Sunday, August 17, 2008

Hardest Day Yet!

Today they had to give Taylor a blood transfusion. He's loosing blood due to his heart condition. In my earlier post I was a little off when explaining his heart issue. When the babies are in the womb there's an extra valve that's open in the heart. When they are born around term that valve should have closed on it's own. In preemie babies, it's still open and should close on it's own after a few weeks. Laynie's closed already and Taylor's hasn't, which is causing all kinds of problems for him. The doc is 99% certain that he'll need surgery to fix it. The echo tomorrow will confirm this and then we'll have to decide how to proceed. We are pretty up-set today as the doc didn't sound very encouraging. As a matter of fact, he said the if he were us, he'd be very nervous about this surgery. Taylor is very small and putting him under is risky. We know things are not looking good for Taylor right now, but the last thing we needed today was to hear that! We will never give up on our little boy. We know he can fight!

Taylor also has a bunch of fluid in his lungs, so they are doing an X-ray now to see how much. They are planning to give him something to help flush out some of the fluid.

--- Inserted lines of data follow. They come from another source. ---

//! Key/value persistence behind the token store.

use std::collections::HashMap;
use std::fs;
use std::io;
use std::path::{Path, PathBuf};
use std::sync::{Mutex, PoisonError};

/// Storage key of the access token.
pub const ACCESS_TOKEN_KEY: &str = "pet_travel_access_token";
/// Storage key of the refresh token.
pub const REFRESH_TOKEN_KEY: &str = "pet_travel_refresh_token";
/// Storage key of the serialized user.
pub const USER_KEY: &str = "pet_travel_user";

/// Errors raised by a [`SessionStorage`] backend.
#[derive(Debug, thiserror::Error)]
pub enum StorageError {
    #[error("IO error: {0}")]
    Io(#[from] io::Error),

    #[error("Invalid storage key: {0}")]
    InvalidKey(String),

    #[error("Failed to serialize session: {0}")]
    Serialize(#[from] serde_json::Error),
}

/// Synchronous string key/value store used to persist the session.
///
/// Reads happen once at start-up; writes happen on login, refresh and logout.
pub trait SessionStorage: Send + Sync {
    fn get(&self, key: &str) -> Result<Option<String>, StorageError>;

    fn set(&self, key: &str, value: &str) -> Result<(), StorageError>;

    /// Removing a missing key is not an error.
    fn remove(&self, key: &str) -> Result<(), StorageError>;
}

/// In-process storage; nothing survives the process.
#[derive(Debug, Default)]
pub struct MemoryStorage {
    values: Mutex<HashMap<String, String>>,
}

impl MemoryStorage {
    pub fn new() -> Self {
        Self::default()
    }

    pub fn len(&self) -> usize {
        self.values.lock().unwrap_or_else(PoisonError::into_inner).len()
    }

    pub fn is_empty(&self) -> bool {
        self.len() == 0
    }
}

impl SessionStorage for MemoryStorage {
    fn get(&self, key: &str) -> Result<Option<String>, StorageError> {
        let values = self.values.lock().unwrap_or_else(PoisonError::into_inner);
        Ok(values.get(key).cloned())
    }

    fn set(&self, key: &str, value: &str) -> Result<(), StorageError> {
        let mut values = self.values.lock().unwrap_or_else(PoisonError::into_inner);
        values.insert(key.to_string(), value.to_string());
        Ok(())
    }

    fn remove(&self, key: &str) -> Result<(), StorageError> {
        let mut values = self.values.lock().unwrap_or_else(PoisonError::into_inner);
        values.remove(key);
        Ok(())
    }
}

/// One file per key inside a directory.
///
/// Values are written to a temporary sibling and renamed into place, so a
/// crash never leaves a truncated token behind.
#[derive(Debug, Clone)]
pub struct FileStorage {
    dir: PathBuf,
}

impl FileStorage {
    /// Opens (and creates if needed) the storage directory.
    pub fn new(dir: impl Into<PathBuf>) -> Result<Self, StorageError> {
        let dir = dir.into();
        fs::create_dir_all(&dir)?;
        Ok(Self { dir })
    }

    pub fn dir(&self) -> &Path {
        &self.dir
    }

    fn path_for(&self, key: &str) -> Result<PathBuf, StorageError> {
        let valid = !key.is_empty()
            && key
                .chars()
                .all(|c| c.is_ascii_alphanumeric() || c == '_' || c == '-');
        if !valid {
            return Err(StorageError::InvalidKey(key.to_string()));
        }
        Ok(self.dir.join(key))
    }
}

impl SessionStorage for FileStorage {
    fn get(&self, key: &str) -> Result<Option<String>, StorageError> {
        let path = self.path_for(key)?;
        match fs::read_to_string(&path) {
            Ok(content) => Ok(Some(content)),
            Err(e) if e.kind() == io::ErrorKind::NotFound => Ok(None),
            Err(e) => Err(e.into()),
        }
    }

    fn set(&self, key: &str, value: &str) -> Result<(), StorageError> {
        let path = self.path_for(key)?;
        let tmp = self.dir.join(format!(".{key}.tmp"));
        fs::write(&tmp, value)?;
        restrict_permissions(&tmp)?;
        fs::rename(&tmp, &path)?;
        Ok(())
    }

    fn remove(&self, key: &str) -> Result<(), StorageError> {
        let path = self.path_for(key)?;
        match fs::remove_file(path) {
            Ok(()) => Ok(()),
            Err(e) if e.kind() == io::ErrorKind::NotFound => Ok(()),
            Err(e) => Err(e.into()),
        }
    }
}

#[cfg(unix)]
fn restrict_permissions(path: &Path) -> io::Result<()> {
    use std::os::unix::fs::PermissionsExt;
    fs::set_permissions(path, fs::Permissions::from_mode(0o600))
}

#[cfg(not(unix))]
fn restrict_permissions(_path: &Path) -> io::Result<()> {
    Ok(())
}

#[cfg(test)]
mod tests {
    use super::*;

    #[test]
    fn test_memory_storage_roundtrip() {
        let storage = MemoryStorage::new();
        assert_eq!(storage.get(ACCESS_TOKEN_KEY).unwrap(), None);
        storage.set(ACCESS_TOKEN_KEY, "a1").unwrap();
        assert_eq!(storage.get(ACCESS_TOKEN_KEY).unwrap().as_deref(), Some("a1"));
        storage.remove(ACCESS_TOKEN_KEY).unwrap();
        storage.remove(ACCESS_TOKEN_KEY).unwrap();
        assert!(storage.is_empty());
    }

    #[test]
    fn test_file_storage_roundtrip() {
        let dir = tempfile::tempdir().unwrap();
        let storage = FileStorage::new(dir.path().join("default")).unwrap();

        storage.set(REFRESH_TOKEN_KEY, "r1").unwrap();
        assert_eq!(storage.get(REFRESH_TOKEN_KEY).unwrap().as_deref(), Some("r1"));
        storage.set(REFRESH_TOKEN_KEY, "r2").unwrap();
        assert_eq!(storage.get(REFRESH_TOKEN_KEY).unwrap().as_deref(), Some("r2"));

        storage.remove(REFRESH_TOKEN_KEY).unwrap();
        assert_eq!(storage.get(REFRESH_TOKEN_KEY).unwrap(), None);
        // Idempotent.
        storage.remove(REFRESH_TOKEN_KEY).unwrap();
    }

    #[test]
    fn test_file_storage_rejects_path_keys() {
        let dir = tempfile::tempdir().unwrap();
        let storage = FileStorage::new(dir.path()).unwrap();
        assert!(matches!(
            storage.set("../escape", "x"),
            Err(StorageError::InvalidKey(_))
        ));
        assert!(matches!(storage.get(""), Err(StorageError::InvalidKey(_))));
    }
}
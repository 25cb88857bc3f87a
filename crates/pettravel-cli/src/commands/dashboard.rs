use anyhow::Result;
use colored::Colorize;
use pettravel_client::models::PlanFilter;
use pettravel_client::planning::{DashboardStats, today};
use serde_json::json;

use super::Context;
use crate::cli::OutputFormat;
use crate::output::print_data;

pub async fn show(ctx: &Context) -> Result<()> {
    let (pets, plans) = tokio::try_join!(
        ctx.client.pets(),
        ctx.client.travel_plans(PlanFilter::default())
    )?;
    let stats = DashboardStats::compute(&pets, &plans, today());

    if ctx.format != OutputFormat::Table {
        let next = stats.next_departure.as_ref().map(|n| {
            json!({
                "plan_id": n.plan_id,
                "plan_name": n.plan_name,
                "date": n.date.to_string(),
                "days_left": n.days_left,
            })
        });
        let value = json!({
            "pets": stats.pet_count,
            "active_plans": stats.active_plans,
            "upcoming_departures": stats.upcoming_departures,
            "completed_plans": stats.completed_plans,
            "open_requirements": stats.open_requirements,
            "next_departure": next,
        });
        return print_data(&value, ctx.format, &[]);
    }

    if let Some(user) = ctx.client.store().user() {
        println!("Welcome back, {}!\n", user.display_name().bold());
    }
    println!("{:<22}{}", "Pets".cyan(), stats.pet_count);
    println!("{:<22}{}", "Active plans".cyan(), stats.active_plans);
    println!("{:<22}{}", "Upcoming departures".cyan(), stats.upcoming_departures);
    println!("{:<22}{}", "Completed trips".cyan(), stats.completed_plans);
    println!("{:<22}{}", "Open requirements".cyan(), stats.open_requirements);
    match stats.next_departure {
        Some(next) => println!(
            "\nNext trip: {} on {} ({} day(s) left)",
            next.plan_name.bold(),
            next.date,
            next.days_left
        ),
        None => println!("\nNo upcoming trips. Create one with {}", "pettravel plans create".cyan()),
    }
    Ok(())
}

Emotions are extremely high today and probably will be through-out this next week. It's going to be scary to make some of the decisions we have to make. I know if Taylor has to have surgery I'm going to be a WRECK!!!!! Today is the first day that I've seen Josh up-set. He's been the rock and I know he thinks he has to stay strong for me. All I can say over and over is that I WON'T give up on my precious little boy. He's soooo tiny, but he's strong. I just can't imagine God taking him this soon. I know I can't change His Plan, but I really wish I could see it. PLEASE, PLEASE, send your prayers and your energy our way. We are already exhausted and this is just the beginning of a very long, long, emotionally draining road. Love, Josh and Ang

4 comments:

Anonymous said...

I have been praying and will continue to do so. Thanks for keeping us informed ... it helps to know exactly what to pray for. My prayer is that Laynie will continue to grow, that Taylor will be healed, and that God will provide comfort and peace to you during this difficult journey. With love, Aunt Diane

Analese Forster said...

We will pray that you both experience peace in your decision making process, and that Laynie continues to get strong & Taylor does the same! Thinking of you both!
Ana & Steve

Glenda said...

May you experience Peace that passes understanding in these next days and the Wisdom that you both need to make difficult decisions. Father God, I pray that You would continue to pour out supernatural healing over every organ in Taylor's body and bring complete restoration to his spirit, soul and body. I ask that the Healing Blood of Jesus would wash over Taylor throughout the night and in the coming days to bring perfect alignment and function to the intended purpose of every aspect of his body. Breathe Your Life and Healing over this precious little boy to give him the ability to fight and to allow every organ to continue to be strengthened and developed. Hold him, as well as Laynie, Josh, Angie and extended family members in the Palm of Your Hand and give them a sense of Your Love and Intimate Presence as the days progress. Help Josh and Angie to be able to relax and rest when they lay their heads down. Give them everything they need in these days...In Jesus Name and Authority, AMEN.
Contending with you all ~
Glenda

Patty said...

Hi Angie,
I have been thinking of you and your babies these past several days. You are all in my prayers. I've been through this emotional rollercoaster too...had twins at 25weeks, so if you ever need to talk, please call me 503-813-2900.